• Entries shown:
:::::

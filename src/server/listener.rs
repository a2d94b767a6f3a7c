use std::fmt;
use std::future::Future;
use std::io;
use std::net::SocketAddr;
use std::sync::Arc;
use std::sync::atomic::Ordering;

use tokio::io::{AsyncRead, AsyncWrite};
use tokio::net::{TcpListener, TcpStream};

use crate::http::connection::Connection;
use crate::http::handler::Handler;
use crate::server::Shared;

/// A source of incoming connections.
pub trait Listener: Send + 'static {
    type Io: AsyncRead + AsyncWrite + Unpin + Send + 'static;
    type Addr: fmt::Display + Send + 'static;

    fn accept(&mut self) -> impl Future<Output = io::Result<(Self::Io, Self::Addr)>> + Send;
}

impl Listener for TcpListener {
    type Io = TcpStream;
    type Addr = SocketAddr;

    async fn accept(&mut self) -> io::Result<(TcpStream, SocketAddr)> {
        TcpListener::accept(self).await
    }
}

/// Accepts connections until the server is closed, spawning one task per
/// connection. The listener is dropped, and its socket closed, on return.
pub(crate) async fn run<L, H>(mut listener: L, handler: Arc<H>, shared: Arc<Shared>)
where
    L: Listener,
    H: Handler,
{
    loop {
        let accepted = tokio::select! {
            biased;
            _ = shared.shutdown.notified() => break,
            res = listener.accept() => res,
        };

        let (io, peer) = match accepted {
            Ok(conn) => conn,
            Err(e) => {
                if shared.closed.load(Ordering::Acquire) {
                    break;
                }
                tracing::warn!(error = %e, "Failed to accept connection");
                continue;
            }
        };

        tracing::debug!(%peer, "Accepted connection");

        let handler = Arc::clone(&handler);
        tokio::spawn(async move {
            if let Err(e) = Connection::new(io).run(handler.as_ref()).await {
                tracing::error!("Connection error from {}: {:#}", peer, e);
            }
            tracing::debug!(%peer, "Connection closed");
        });
    }
}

:::::

• What to do: With no alteration of any kind, give the data again in full.

• Your response:
filename src/server/listener.rs
repository a2d94b767a6f3a7c
use std::fmt;
use std::future::Future;
use std::io;
use std::net::SocketAddr;
use std::sync::Arc;
use std::sync::atomic::Ordering;

use tokio::io::{AsyncRead, AsyncWrite};
use tokio::net::{TcpListener, TcpStream};

use crate::http::connection::Connection;
use crate::http::handler::Handler;
use crate::server::Shared;

/// A source of incoming connections.
pub trait Listener: Send + 'static {
    type Io: AsyncRead + AsyncWrite + Unpin + Send + 'static;
    type Addr: fmt::Display + Send + 'static;

    fn accept(&mut self) -> impl Future<Output = io::Result<(Self::Io, Self::Addr)>> + Send;
}

impl Listener for TcpListener {
    type Io = TcpStream;
    type Addr = SocketAddr;

    async fn accept(&mut self) -> io::Result<(TcpStream, SocketAddr)> {
        TcpListener::accept(self).await
    }
}

/// Accepts connections until the server is closed, spawning one task per
/// connection. The listener is dropped, and its socket closed, on return.
pub(crate) async fn run<L, H>(mut listener: L, handler: Arc<H>, shared: Arc<Shared>)
where
    L: Listener,
    H: Handler,
{
    loop {
        let accepted = tokio::select! {
            biased;
            _ = shared.shutdown.notified() => break,
            res = listener.accept() => res,
        };

        let (io, peer) = match accepted {
            Ok(conn) => conn,
            Err(e) => {
                if shared.closed.load(Ordering::Acquire) {
                    break;
                }
                tracing::warn!(error = %e, "Failed to accept connection");
                continue;
            }
        };

        tracing::debug!(%peer, "Accepted connection");

        let handler = Arc::clone(&handler);
        tokio::spawn(async move {
            if let Err(e) = Connection::new(io).run(handler.as_ref()).await {
                tracing::error!("Connection error from {}: {:#}", peer, e);
            }
            tracing::debug!(%peer, "Connection closed");
        });
    }
}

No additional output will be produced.